REQUIREMENT
From the records below, return every line containing the word "chars".

>>

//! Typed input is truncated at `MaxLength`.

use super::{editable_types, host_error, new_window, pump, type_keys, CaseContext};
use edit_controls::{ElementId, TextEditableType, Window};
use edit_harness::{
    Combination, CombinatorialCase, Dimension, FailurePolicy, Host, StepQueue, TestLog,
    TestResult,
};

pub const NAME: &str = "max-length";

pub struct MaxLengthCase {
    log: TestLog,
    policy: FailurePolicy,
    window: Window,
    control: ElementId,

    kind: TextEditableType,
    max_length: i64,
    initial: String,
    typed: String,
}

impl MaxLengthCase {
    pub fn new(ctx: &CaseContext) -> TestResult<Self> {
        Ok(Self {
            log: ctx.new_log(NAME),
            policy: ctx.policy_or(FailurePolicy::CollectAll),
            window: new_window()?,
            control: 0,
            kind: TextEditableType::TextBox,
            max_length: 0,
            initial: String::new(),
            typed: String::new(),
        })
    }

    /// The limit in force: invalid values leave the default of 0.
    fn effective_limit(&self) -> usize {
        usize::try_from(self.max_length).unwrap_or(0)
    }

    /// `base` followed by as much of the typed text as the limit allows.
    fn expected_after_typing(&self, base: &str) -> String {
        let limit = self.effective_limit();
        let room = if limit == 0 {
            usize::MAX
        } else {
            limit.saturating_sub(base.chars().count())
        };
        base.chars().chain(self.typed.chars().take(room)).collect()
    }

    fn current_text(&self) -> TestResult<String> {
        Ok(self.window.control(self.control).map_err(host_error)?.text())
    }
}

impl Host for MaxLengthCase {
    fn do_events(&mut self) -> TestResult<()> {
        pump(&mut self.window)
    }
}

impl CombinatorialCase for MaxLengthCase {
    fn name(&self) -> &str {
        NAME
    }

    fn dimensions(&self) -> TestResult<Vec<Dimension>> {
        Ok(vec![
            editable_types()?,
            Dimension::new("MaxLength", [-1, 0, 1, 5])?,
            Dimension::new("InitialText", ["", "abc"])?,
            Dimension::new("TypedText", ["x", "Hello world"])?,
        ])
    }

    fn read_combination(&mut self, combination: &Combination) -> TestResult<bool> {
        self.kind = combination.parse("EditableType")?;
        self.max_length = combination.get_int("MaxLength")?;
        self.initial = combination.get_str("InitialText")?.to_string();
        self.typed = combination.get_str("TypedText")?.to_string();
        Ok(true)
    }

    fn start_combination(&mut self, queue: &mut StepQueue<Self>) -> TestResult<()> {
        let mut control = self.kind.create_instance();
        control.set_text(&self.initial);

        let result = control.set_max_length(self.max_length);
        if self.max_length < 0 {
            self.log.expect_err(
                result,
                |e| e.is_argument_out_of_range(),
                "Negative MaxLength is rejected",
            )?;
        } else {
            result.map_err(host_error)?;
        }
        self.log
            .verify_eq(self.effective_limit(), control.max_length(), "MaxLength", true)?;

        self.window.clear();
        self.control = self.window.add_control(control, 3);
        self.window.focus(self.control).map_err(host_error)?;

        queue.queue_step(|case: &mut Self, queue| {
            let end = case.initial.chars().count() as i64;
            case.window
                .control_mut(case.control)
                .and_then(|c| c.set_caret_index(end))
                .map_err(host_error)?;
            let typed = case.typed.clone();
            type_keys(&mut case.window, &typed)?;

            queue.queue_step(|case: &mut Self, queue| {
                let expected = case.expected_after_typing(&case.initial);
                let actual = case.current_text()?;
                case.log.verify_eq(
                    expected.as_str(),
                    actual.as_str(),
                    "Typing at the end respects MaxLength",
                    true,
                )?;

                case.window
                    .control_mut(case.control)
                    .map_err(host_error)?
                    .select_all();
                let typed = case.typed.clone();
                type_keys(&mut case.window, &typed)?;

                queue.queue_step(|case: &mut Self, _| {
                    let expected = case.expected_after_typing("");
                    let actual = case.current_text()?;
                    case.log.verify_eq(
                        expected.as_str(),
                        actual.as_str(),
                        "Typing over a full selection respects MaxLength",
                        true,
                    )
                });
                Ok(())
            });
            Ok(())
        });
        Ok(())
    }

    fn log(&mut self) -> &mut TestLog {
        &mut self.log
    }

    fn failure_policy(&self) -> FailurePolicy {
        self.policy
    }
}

<<

EXERCISE OUTPUT
            limit.saturating_sub(base.chars().count())
        base.chars().chain(self.typed.chars().take(room)).collect()
            let end = case.initial.chars().count() as i64;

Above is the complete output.